August 28, 2011

IMPROPER USE OF PRIOR CRIMES EVIDENCE

The defendant was charged with residential burglary based upon entering a house and taking two purses. The DA was able to persuade the judge to allow in evidence of prior thefts by the defendant. The California Court of Appeal holds that admission of these prior acts was error under EC 1101.

The prior conduct was admitted to prove intent. But the intent of the thief in taking the purses was evident. That point wasn't at issue. What was at issue was who did it. The C/A further finds that admission of the prior thefts was prejudicial, given that the evidence that the defendant was the purse thief was weak.

People v.
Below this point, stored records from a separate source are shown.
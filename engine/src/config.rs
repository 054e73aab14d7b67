//! Configuration management
//!
//! The engine never reads the environment or the filesystem itself: the
//! embedding host constructs an [`EngineConfig`] (directly or via
//! [`EngineConfig::from_toml_str`]) and hands it in. All sections have
//! serde defaults so partial TOML documents are valid.

use anyhow::{Context, Result};
use sdk::errors::CoreError;
use sdk::types::ToolId;
use serde::{Deserialize, Serialize};

/// Which planner produces plans for incoming prompts.
#[derive(Debug, Clone, Copy, PartialEq, Eq, Serialize, Deserialize)]
#[serde(rename_all = "lowercase")]
pub enum PlannerMode {
    /// Deterministic rule-based planning only
    Rules,

    /// LLM planning with rule-based fallback
    Llm,
}

impl Default for PlannerMode {
    fn default() -> Self {
        PlannerMode::Rules
    }
}

/// Main configuration structure
#[derive(Debug, Clone, Serialize, Deserialize)]
pub struct EngineConfig {
    /// Planner settings
    #[serde(default)]
    pub planner: PlannerConfig,

    /// LLM provider settings (ignored in rules mode)
    #[serde(default)]
    pub llm: LlmConfig,

    /// Per-tenant quota settings
    #[serde(default)]
    pub quota: QuotaConfig,
}

/// Planner configuration
#[derive(Debug, Clone, Serialize, Deserialize)]
pub struct PlannerConfig {
    /// Planner selection mode
    #[serde(default)]
    pub mode: PlannerMode,

    /// Tools plans may reference; anything else is rejected at validation
    #[serde(default = "default_allowed_tools")]
    pub allowed_tools: Vec<ToolId>,

    /// Upper bound on steps per plan
    #[serde(default = "default_max_steps")]
    pub max_steps: usize,
}

fn default_allowed_tools() -> Vec<ToolId> {
    vec![
        ToolId::Echo,
        ToolId::HttpFetch,
        ToolId::WebSearch,
        ToolId::WebPageText,
        ToolId::WebSummarize,
    ]
}

fn default_max_steps() -> usize {
    3
}

impl Default for PlannerConfig {
    fn default() -> Self {
        Self {
            mode: PlannerMode::default(),
            allowed_tools: default_allowed_tools(),
            max_steps: default_max_steps(),
        }
    }
}

/// LLM provider configuration
#[derive(Debug, Clone, Serialize, Deserialize)]
pub struct LlmConfig {
    /// Provider kind
    #[serde(default)]
    pub provider: LlmProviderKind,

    /// Base URL of the provider API
    #[serde(default = "default_llm_base_url")]
    pub base_url: String,

    /// Model identifier
    #[serde(default = "default_llm_model")]
    pub model: String,

    /// API key; absent means LLM planning is not configured
    #[serde(default)]
    pub api_key: Option<String>,

    /// Per-call timeout in seconds
    #[serde(default = "default_llm_timeout_secs")]
    pub timeout_secs: u64,
}

#[derive(Debug, Clone, Copy, PartialEq, Eq, Serialize, Deserialize)]
#[serde(rename_all = "lowercase")]
pub enum LlmProviderKind {
    /// OpenAI-compatible chat completions API
    OpenAi,

    /// Anthropic messages API
    Anthropic,
}

impl Default for LlmProviderKind {
    fn default() -> Self {
        LlmProviderKind::OpenAi
    }
}

fn default_llm_base_url() -> String {
    "https://api.openai.com/v1".to_string()
}

fn default_llm_model() -> String {
    "gpt-4o-mini".to_string()
}

fn default_llm_timeout_secs() -> u64 {
    20
}

impl Default for LlmConfig {
    fn default() -> Self {
        Self {
            provider: LlmProviderKind::default(),
            base_url: default_llm_base_url(),
            model: default_llm_model(),
            api_key: None,
            timeout_secs: default_llm_timeout_secs(),
        }
    }
}

/// Quota configuration
#[derive(Debug, Clone, Serialize, Deserialize)]
pub struct QuotaConfig {
    /// Tool invocations allowed per tenant per day
    #[serde(default = "default_daily_step_limit")]
    pub daily_step_limit: u64,
}

fn default_daily_step_limit() -> u64 {
    500
}

impl Default for QuotaConfig {
    fn default() -> Self {
        Self {
            daily_step_limit: default_daily_step_limit(),
        }
    }
}

impl Default for EngineConfig {
    fn default() -> Self {
        Self {
            planner: PlannerConfig::default(),
            llm: LlmConfig::default(),
            quota: QuotaConfig::default(),
        }
    }
}

impl EngineConfig {
    /// Parse a configuration document supplied by the caller.
    pub fn from_toml_str(doc: &str) -> Result<Self> {
        let config: EngineConfig =
            toml::from_str(doc).context("failed to parse engine configuration")?;
        config.validate()?;
        Ok(config)
    }

    /// Validate cross-field constraints.
    pub fn validate(&self) -> Result<()> {
        if self.planner.max_steps == 0 {
            return Err(CoreError::Config("max_steps must be at least 1".to_string()).into());
        }
        if self.llm.timeout_secs == 0 {
            return Err(CoreError::Config("llm timeout must be at least 1s".to_string()).into());
        }
        if self.quota.daily_step_limit == 0 {
            return Err(
                CoreError::Config("daily_step_limit must be at least 1".to_string()).into(),
            );
        }
        Ok(())
    }
}

#[cfg(test)]
mod tests {
    use super::*;

    #[test]
    fn test_default_config_is_valid() {
        let config = EngineConfig::default();
        assert!(config.validate().is_ok());
        assert_eq!(config.planner.mode, PlannerMode::Rules);
        assert_eq!(config.planner.max_steps, 3);
        assert!(config.planner.allowed_tools.contains(&ToolId::Echo));
    }

    #[test]
    fn test_partial_toml_uses_defaults() {
        let config = EngineConfig::from_toml_str(
            r#"
            [planner]
            mode = "llm"
            max_steps = 5
            "#,
        )
        .expect("parses");

        assert_eq!(config.planner.mode, PlannerMode::Llm);
        assert_eq!(config.planner.max_steps, 5);
        assert_eq!(config.quota.daily_step_limit, 500);
        assert_eq!(config.llm.timeout_secs, 20);
    }

    #[test]
    fn test_allowed_tools_parse_wire_names() {
        let config = EngineConfig::from_toml_str(
            r#"
            [planner]
            allowed_tools = ["echo", "web_page_text"]
            "#,
        )
        .expect("parses");

        assert_eq!(
            config.planner.allowed_tools,
            vec![ToolId::Echo, ToolId::WebPageText]
        );
    }

    #[test]
    fn test_zero_max_steps_rejected() {
        let result = EngineConfig::from_toml_str(
            r#"
            [planner]
            max_steps = 0
            "#,
        );
        assert!(result.is_err());
    }

    #[test]
    fn test_unknown_tool_name_rejected() {
        let result = EngineConfig::from_toml_str(
            r#"
            [planner]
            allowed_tools = ["shell_exec"]
            "#,
        );
        assert!(result.is_err());
    }
}
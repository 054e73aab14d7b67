//! Error types and handling
//!
//! This module provides the error types used throughout the Strand engine.
//! All errors implement the `CoreErrorExt` trait which provides user-friendly
//! hints and indicates whether errors are recoverable.
//!
//! # Security
//!
//! All error messages are scrubbed before being surfaced:
//! - No secrets (API keys, tokens) are included
//! - Raw LLM text never appears in an error, only its failure class
//! - Tool failure detail is length-capped before storage

use thiserror::Error;

/// Trait for Strand error extensions
///
/// Provides additional context for errors: a user-friendly hint that is safe
/// to display, and whether the error is recoverable.
pub trait CoreErrorExt {
    /// Returns a user-friendly hint for the error
    fn user_hint(&self) -> &str;

    /// Returns whether the error is recoverable
    ///
    /// Recoverable errors can be retried by the caller or worked around.
    /// Non-recoverable errors typically indicate a configuration problem.
    fn is_recoverable(&self) -> bool;
}

/// Main engine error type
///
/// # Error Categories
///
/// - **Configuration**: Invalid caller-supplied configuration
/// - **Planning**: LLM plan generation/validation failures. These are always
///   absorbed by the fallback chain and never surface to the end user.
/// - **Quota**: Per-tenant step reservation denied; aborts the run
/// - **Tool**: Tool dispatch and execution failures; abort the run fail-fast
/// - **LLM Provider**: Provider call failures (network, timeout, parse)
#[derive(Debug, Error)]
pub enum CoreError {
    // Configuration errors
    #[error("Configuration error: {0}")]
    Config(String),

    // Planning errors (recovered via fallback, recorded in metadata only)
    #[error("Planning failed: {0}")]
    Planning(String),

    // Quota errors
    #[error("Step {step} failed: {reason}")]
    QuotaExceeded { step: usize, reason: String },

    // Tool errors
    #[error("Step {step} failed: {message}")]
    ToolExecution { step: usize, message: String },

    #[error("Tool not enabled: {0}")]
    ToolNotEnabled(String),

    // Run control
    #[error("Run cancelled")]
    Cancelled,

    // LLM provider errors
    #[error("LLM provider error: {0}")]
    LlmProvider(String),

    #[error("LLM call timed out")]
    LlmTimeout,

    // Serialization of emitted payloads
    #[error("Serialization error: {0}")]
    Serialization(String),
}

impl CoreErrorExt for CoreError {
    fn user_hint(&self) -> &str {
        match self {
            Self::Config(_) => "Check the engine configuration supplied by the caller",
            Self::Planning(_) => "The planner fell back to rule-based planning",
            Self::QuotaExceeded { .. } => "The tenant's step quota is exhausted, try again later",
            Self::ToolExecution { .. } => "A tool failed during execution, the run was stopped",
            Self::ToolNotEnabled(_) => "The requested tool is not registered with the engine",
            Self::Cancelled => "The run was cancelled before completion",
            Self::LlmProvider(_) => "The LLM provider could not be reached or returned an error",
            Self::LlmTimeout => "The LLM provider did not answer within the configured timeout",
            Self::Serialization(_) => "The final payload could not be serialized",
        }
    }

    fn is_recoverable(&self) -> bool {
        match self {
            Self::Config(_) => false,
            Self::Planning(_) => true,
            Self::QuotaExceeded { .. } => true,
            Self::ToolExecution { .. } => true,
            Self::ToolNotEnabled(_) => false,
            Self::Cancelled => true,
            Self::LlmProvider(_) => true,
            Self::LlmTimeout => true,
            Self::Serialization(_) => false,
        }
    }
}

impl From<crate::types::ToolError> for CoreError {
    fn from(err: crate::types::ToolError) -> Self {
        match err {
            crate::types::ToolError::UnknownTool(name)
            | crate::types::ToolError::NotEnabled(name) => CoreError::ToolNotEnabled(name),
            other => CoreError::ToolExecution {
                step: 0,
                message: other.to_string(),
            },
        }
    }
}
Lopez; 2011 DJ DAR 12587; DJ, 8/22/11; C/A 6th

August 18, 2011

CALIFORNIA POLICE MISCONDUCT: RIGHT TO PITCHESS DISCOVERY OF COMPLAINTS MADE AFTER THE ARREST

YES, WE DO HAVE THE RIGHT TO POLICE MISCONDUCT DISCOVERY OF COMPLAINTS MADE AFTER THE ARREST

The defendant was convicted. He appealed and eventually got federal habeas relief. Back in the trial court, the defendant moved for Pitchess (11 Cal.3d 531) discovery against the officers.

The trial court granted the motion, but denied any discovery of complaints made against the officers after the date of the defendant's arrest. Why on this earth judges consistently make up rules to protect the police is beyond me. Yes, I know they all run on "Law Enforcement's Choice" tickets for re-election. But a fourth grader would have enough sense to have granted this public defender's request. I mean, C'mon.

The California Court of Appeal says this is wrong. The defense is entitled to discovery of such complaints, on a showing of good cause.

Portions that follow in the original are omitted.